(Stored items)
______________________________

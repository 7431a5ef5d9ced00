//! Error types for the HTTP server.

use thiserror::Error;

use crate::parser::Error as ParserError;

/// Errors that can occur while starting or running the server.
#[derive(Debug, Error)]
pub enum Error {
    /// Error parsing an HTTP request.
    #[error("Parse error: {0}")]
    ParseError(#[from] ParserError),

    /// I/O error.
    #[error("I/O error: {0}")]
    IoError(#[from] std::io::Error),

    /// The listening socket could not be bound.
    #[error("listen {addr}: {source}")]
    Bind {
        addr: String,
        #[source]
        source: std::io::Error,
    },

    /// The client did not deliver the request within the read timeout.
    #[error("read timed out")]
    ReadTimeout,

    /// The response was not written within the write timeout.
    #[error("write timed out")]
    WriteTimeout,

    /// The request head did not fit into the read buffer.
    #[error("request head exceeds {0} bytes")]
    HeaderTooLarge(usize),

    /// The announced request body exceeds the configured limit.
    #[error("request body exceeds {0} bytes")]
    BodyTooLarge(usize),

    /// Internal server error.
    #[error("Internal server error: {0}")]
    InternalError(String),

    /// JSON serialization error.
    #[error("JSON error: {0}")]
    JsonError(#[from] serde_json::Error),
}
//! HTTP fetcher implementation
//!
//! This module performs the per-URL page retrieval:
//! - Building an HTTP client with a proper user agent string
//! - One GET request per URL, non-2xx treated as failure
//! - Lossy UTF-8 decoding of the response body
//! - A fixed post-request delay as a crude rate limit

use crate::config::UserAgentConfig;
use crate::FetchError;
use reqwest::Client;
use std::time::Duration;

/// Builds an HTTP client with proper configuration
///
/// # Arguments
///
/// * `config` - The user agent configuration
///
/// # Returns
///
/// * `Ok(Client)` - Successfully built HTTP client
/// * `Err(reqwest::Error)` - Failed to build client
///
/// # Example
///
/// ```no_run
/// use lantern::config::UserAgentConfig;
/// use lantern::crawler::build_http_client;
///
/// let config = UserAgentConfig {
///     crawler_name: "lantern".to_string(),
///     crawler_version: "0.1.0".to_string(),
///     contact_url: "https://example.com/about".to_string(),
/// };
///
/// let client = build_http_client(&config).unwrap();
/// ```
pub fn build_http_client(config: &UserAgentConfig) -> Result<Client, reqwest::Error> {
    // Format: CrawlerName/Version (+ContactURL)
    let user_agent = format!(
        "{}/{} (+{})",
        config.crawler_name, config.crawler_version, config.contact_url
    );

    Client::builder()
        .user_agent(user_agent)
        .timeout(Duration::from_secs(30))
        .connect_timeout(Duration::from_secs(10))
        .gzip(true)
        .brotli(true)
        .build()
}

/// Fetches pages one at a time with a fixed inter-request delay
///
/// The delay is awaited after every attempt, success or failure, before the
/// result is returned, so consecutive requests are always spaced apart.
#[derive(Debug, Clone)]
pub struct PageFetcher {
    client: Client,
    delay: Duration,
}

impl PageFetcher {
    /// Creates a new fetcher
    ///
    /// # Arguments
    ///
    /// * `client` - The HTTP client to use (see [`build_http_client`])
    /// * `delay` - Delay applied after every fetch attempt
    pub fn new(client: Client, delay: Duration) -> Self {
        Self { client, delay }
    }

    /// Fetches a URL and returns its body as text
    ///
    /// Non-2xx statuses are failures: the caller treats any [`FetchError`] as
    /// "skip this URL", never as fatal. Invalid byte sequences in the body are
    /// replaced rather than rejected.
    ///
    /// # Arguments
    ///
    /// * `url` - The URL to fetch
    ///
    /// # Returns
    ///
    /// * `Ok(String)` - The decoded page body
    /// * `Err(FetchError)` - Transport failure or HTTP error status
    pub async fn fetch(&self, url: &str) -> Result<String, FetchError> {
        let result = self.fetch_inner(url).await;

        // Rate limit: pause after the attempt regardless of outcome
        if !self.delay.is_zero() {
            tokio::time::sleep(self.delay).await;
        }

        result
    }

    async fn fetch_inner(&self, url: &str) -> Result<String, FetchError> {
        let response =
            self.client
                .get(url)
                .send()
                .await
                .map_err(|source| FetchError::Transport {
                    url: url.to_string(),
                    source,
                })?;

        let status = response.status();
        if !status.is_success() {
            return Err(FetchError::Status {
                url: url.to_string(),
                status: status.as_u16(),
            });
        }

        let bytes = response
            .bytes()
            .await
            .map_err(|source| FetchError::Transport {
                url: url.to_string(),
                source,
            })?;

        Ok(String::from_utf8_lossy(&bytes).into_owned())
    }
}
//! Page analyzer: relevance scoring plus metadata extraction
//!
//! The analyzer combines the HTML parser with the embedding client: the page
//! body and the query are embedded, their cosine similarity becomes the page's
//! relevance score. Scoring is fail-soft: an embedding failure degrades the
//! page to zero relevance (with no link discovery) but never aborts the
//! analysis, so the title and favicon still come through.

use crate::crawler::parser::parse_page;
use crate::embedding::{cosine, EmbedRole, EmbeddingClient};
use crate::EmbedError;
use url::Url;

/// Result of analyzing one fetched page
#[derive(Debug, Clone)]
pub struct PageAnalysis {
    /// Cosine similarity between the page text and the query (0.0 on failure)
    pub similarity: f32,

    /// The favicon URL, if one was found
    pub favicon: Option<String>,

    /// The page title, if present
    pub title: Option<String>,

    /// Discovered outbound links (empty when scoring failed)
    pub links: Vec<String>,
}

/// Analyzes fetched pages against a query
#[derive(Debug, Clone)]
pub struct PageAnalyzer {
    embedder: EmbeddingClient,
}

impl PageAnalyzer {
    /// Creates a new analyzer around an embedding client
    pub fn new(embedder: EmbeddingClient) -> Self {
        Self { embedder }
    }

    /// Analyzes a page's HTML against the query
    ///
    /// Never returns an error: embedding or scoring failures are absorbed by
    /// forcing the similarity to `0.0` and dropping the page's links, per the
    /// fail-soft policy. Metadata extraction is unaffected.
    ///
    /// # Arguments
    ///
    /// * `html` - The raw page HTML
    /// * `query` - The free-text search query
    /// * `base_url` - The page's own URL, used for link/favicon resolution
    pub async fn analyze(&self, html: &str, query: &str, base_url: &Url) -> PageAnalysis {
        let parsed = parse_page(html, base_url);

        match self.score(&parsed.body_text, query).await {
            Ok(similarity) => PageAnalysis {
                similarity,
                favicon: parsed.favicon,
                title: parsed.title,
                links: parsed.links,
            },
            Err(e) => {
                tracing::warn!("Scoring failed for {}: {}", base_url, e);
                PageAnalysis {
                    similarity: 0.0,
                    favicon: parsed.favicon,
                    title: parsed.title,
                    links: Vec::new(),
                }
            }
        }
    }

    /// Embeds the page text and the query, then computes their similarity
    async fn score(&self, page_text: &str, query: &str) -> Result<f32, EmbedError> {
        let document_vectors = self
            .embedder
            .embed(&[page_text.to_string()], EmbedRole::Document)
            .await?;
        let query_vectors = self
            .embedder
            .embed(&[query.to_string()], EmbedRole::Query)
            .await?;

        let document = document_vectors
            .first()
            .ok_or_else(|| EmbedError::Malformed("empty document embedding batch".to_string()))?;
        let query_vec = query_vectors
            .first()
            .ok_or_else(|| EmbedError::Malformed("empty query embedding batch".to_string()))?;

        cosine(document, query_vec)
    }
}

______________________________

## Goal of the exercise
Your reply should consist of one number: how many lines in the entries contain the string "extraction".

## Your response
2